In Table 2 panel A we estimate the correlation between each of the data sources using the actual measures of pornography use from each source rather than the ordinal ranking which is reported in Table 1 from these measures. The paid subscription data has, by far, the weakest correlation with the other three sources and is even negatively correlated with the NFSS survey data. The paid subscription data has a correlation of -0.0358 with the NFSS, 0.076 with Google Trends, and 0.0066 with Pornhub. None of these correlations are statistically significant; corresponding t-statistics are all less than 0.6 (which correspond to directional p-values greater than .3). In contrast, the other three rankings show relatively notable correlations. Google Trends and Pornhub have a correlation of .487, NFSS and Google Trends have a correlation of .655 and Pornhub and NFSS have a correlation of .551. All of these correlations are statistically significant with a t-statistic between Google Trends and Pornhub of 3.78, between NFSS and Google Trends of 5.68, and between Pornhub and NFSS of 4.28. All of these correspond to directional p-values of less than .0004.
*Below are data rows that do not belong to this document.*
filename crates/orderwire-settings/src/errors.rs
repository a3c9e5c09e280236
//! Settings error types.

use thiserror::Error;

/// Errors that can occur when loading or parsing settings.
#[derive(Debug, Error)]
pub enum SettingsError {
    /// Failed to read the settings file from disk.
    #[error("failed to read settings file: {0}")]
    Io(#[from] std::io::Error),
    /// Failed to parse JSON in the settings file.
    #[error("failed to parse settings JSON: {0}")]
    Json(#[from] serde_json::Error),
}

/// Result type for settings operations.
pub type Result<T> = std::result::Result<T, SettingsError>;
In panel B we report correlations using the ordinal rankings created from each data source. Correlations between NFSS, Google trends, and Pornhub have comparable correlation coefficients and significance to those in panel A, likewise the correlation between Google trends and paid subscription is similar. The panel is notable because when using ordinal rankings paid subscription data better correlate with Pornhub and NFSS survey data, however the correlations are still insignificant. The two panels allow us to draw similar conclusions, however the larger coefficients for paid subscription data are worth noting despite the fact that they are insignificant and notably weaker than the correlations of the other sources with each other. We believe the correlations using the actual measures of pornography use rather than ordinal rankings best represents the industry because it accounts for the actual difference in pornography use rather than just the specific ordering of the states.
Table 2. Correlation between the Four Data Sources.
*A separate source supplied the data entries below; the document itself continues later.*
//! One downstream/upstream pair.

use axum::extract::ws::{Message as DownstreamMessage, WebSocket};
use futures::stream::SplitSink;
use futures::{SinkExt, StreamExt};
use tokio_tungstenite::tungstenite::Message as UpstreamMessage;
use tracing::{debug, info, warn};

use orderwire_core::protocol::{ErrorFrame, close_code};

use crate::server::AppState;
use crate::upstream::{
    self, close_for_downstream, close_for_upstream, downstream_close, to_downstream, to_upstream,
    upstream_close,
};

type DownstreamSink = SplitSink<WebSocket, DownstreamMessage>;

/// Drive a pair until either leg closes.
pub(crate) async fn run(downstream: WebSocket, token: String, state: AppState) {
    let guard = state.connections.register();
    let connection_id = guard.id();
    let shutdown = state.shutdown.token();
    let (mut down_tx, mut down_rx) = downstream.split();
    info!(%connection_id, "downstream connected, opening upstream");

    let connecting = upstream::connect(
        &state.config.upstream_url,
        &token,
        state.config.upstream_connect_timeout,
    );
    tokio::pin!(connecting);

    // Frames arriving before the upstream leg is open are dropped.
    let opened = loop {
        tokio::select! {
            result = &mut connecting => break result,
            message = down_rx.next() => match message {
                Some(Ok(DownstreamMessage::Close(_)) | Err(_)) | None => {
                    info!(%connection_id, "downstream left before upstream opened");
                    return;
                }
                Some(Ok(_)) => debug!(%connection_id, "upstream not open, dropping frame"),
            },
            () = shutdown.cancelled() => {
                let _ = down_tx
                    .send(downstream_close(close_code::GOING_AWAY, "server shutting down"))
                    .await;
                return;
            }
        }
    };

    let upstream = match opened {
        Ok(socket) => socket,
        Err(e) => {
            warn!(%connection_id, error = %e, "upstream connection failed");
            fail_downstream(&mut down_tx, &e.to_string()).await;
            return;
        }
    };
    info!(%connection_id, "upstream connected");
    let (mut up_tx, mut up_rx) = upstream.split();

    loop {
        tokio::select! {
            message = down_rx.next() => match message {
                Some(Ok(DownstreamMessage::Close(frame))) => {
                    debug!(%connection_id, code = ?frame.as_ref().map(|f| f.code), "downstream closed");
                    let _ = up_tx.send(UpstreamMessage::Close(close_for_upstream(frame))).await;
                    break;
                }
                Some(Ok(message)) => {
                    let Some(message) = to_upstream(message) else { continue };
                    if let Err(e) = up_tx.send(message).await {
                        warn!(%connection_id, error = %e, "upstream send failed");
                        fail_downstream(&mut down_tx, &e.to_string()).await;
                        break;
                    }
                }
                Some(Err(e)) => {
                    debug!(%connection_id, error = %e, "downstream errored");
                    let _ = up_tx.send(upstream_close(close_code::INTERNAL, "downstream error")).await;
                    break;
                }
                None => {
                    debug!(%connection_id, "downstream disconnected");
                    let _ = up_tx.send(upstream_close(close_code::NORMAL, "downstream disconnected")).await;
                    break;
                }
            },
            message = up_rx.next() => match message {
                Some(Ok(UpstreamMessage::Close(frame))) => {
                    debug!(%connection_id, code = ?frame.as_ref().map(|f| u16::from(f.code)), "upstream closed");
                    let _ = down_tx.send(DownstreamMessage::Close(close_for_downstream(frame))).await;
                    break;
                }
                Some(Ok(message)) => {
                    let Some(message) = to_downstream(message) else { continue };
                    if down_tx.send(message).await.is_err() {
                        debug!(%connection_id, "downstream send failed");
                        let _ = up_tx.send(upstream_close(close_code::NORMAL, "downstream disconnected")).await;
                        break;
                    }
                }
                Some(Err(e)) => {
                    warn!(%connection_id, error = %e, "upstream errored");
                    fail_downstream(&mut down_tx, &e.to_string()).await;
                    break;
                }
                None => {
                    warn!(%connection_id, "upstream ended without close frame");
                    fail_downstream(&mut down_tx, "upstream connection ended").await;
                    break;
                }
            },
            () = shutdown.cancelled() => {
                let _ = up_tx.send(upstream_close(close_code::GOING_AWAY, "bridge shutting down")).await;
                let _ = down_tx.send(downstream_close(close_code::GOING_AWAY, "server shutting down")).await;
                break;
            }
        }
    }

    info!(%connection_id, "pair closed");
}

/// Best-effort error frame, then close with 1011.
async fn fail_downstream(down_tx: &mut DownstreamSink, reason: &str) {
    let frame = ErrorFrame::internal(reason).to_json();
    let _ = down_tx.send(DownstreamMessage::Text(frame.into())).await;
    let _ = down_tx
        .send(downstream_close(close_code::INTERNAL, "upstream connection error"))
        .await;
}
The significant correlation between the three non-paid subscription data sources, despite the different variables they measure (search volume, page views and proportion of pornography viewers), suggest that they are measuring a real underlying pattern of variation in pornography use across states; one that is not correlated with the subscription data used by Edelman (2009).
Sensitivity of estimates to data source used
In order to illustrate the importance of accounting for the differences in state pornography rates across different data sources, we replicate the results of a recent study that found that more religious and more conservative states were more likely to search for sexual content on Google (MacInnis & Hodson, 2014). We examine whether the conclusions of that paper apply to other measures of pornography use using the other data sources that we have described in this paper. The results of this replication are given in Table 3. We standardized the pornography-use, religiosity, and conservatism measures by subtracting the mean and dividing by the standard deviation to allow for comparisons across the different pornography use measures (this approach is equivalent to converting each of the measures into a Z-score).
Table 3. Correlations between State-Level Religiosity or Conservatism and Each Metric
of Pornography Use.
In the original study, MacInnis and Hodson (2014) gave results based on Google Trends data separately for specific search terms such as sex, porn, and XXX, similar to the terms that we are using in our Google Trends measure. The results in the first row of Table 3 show that we also find a statistically significant relationship between religiosity and conservatism in most cases when we use the Google Trends data. However, the other rows in Table 3 show that we get a much weaker statistical relationship when using any of the other three data sources. These results suggest that if MacInnis and Hodson (2014) had used any of the other three data sources, they probably would have come to a different conclusion in their paper about the strength of the relationship they were examining.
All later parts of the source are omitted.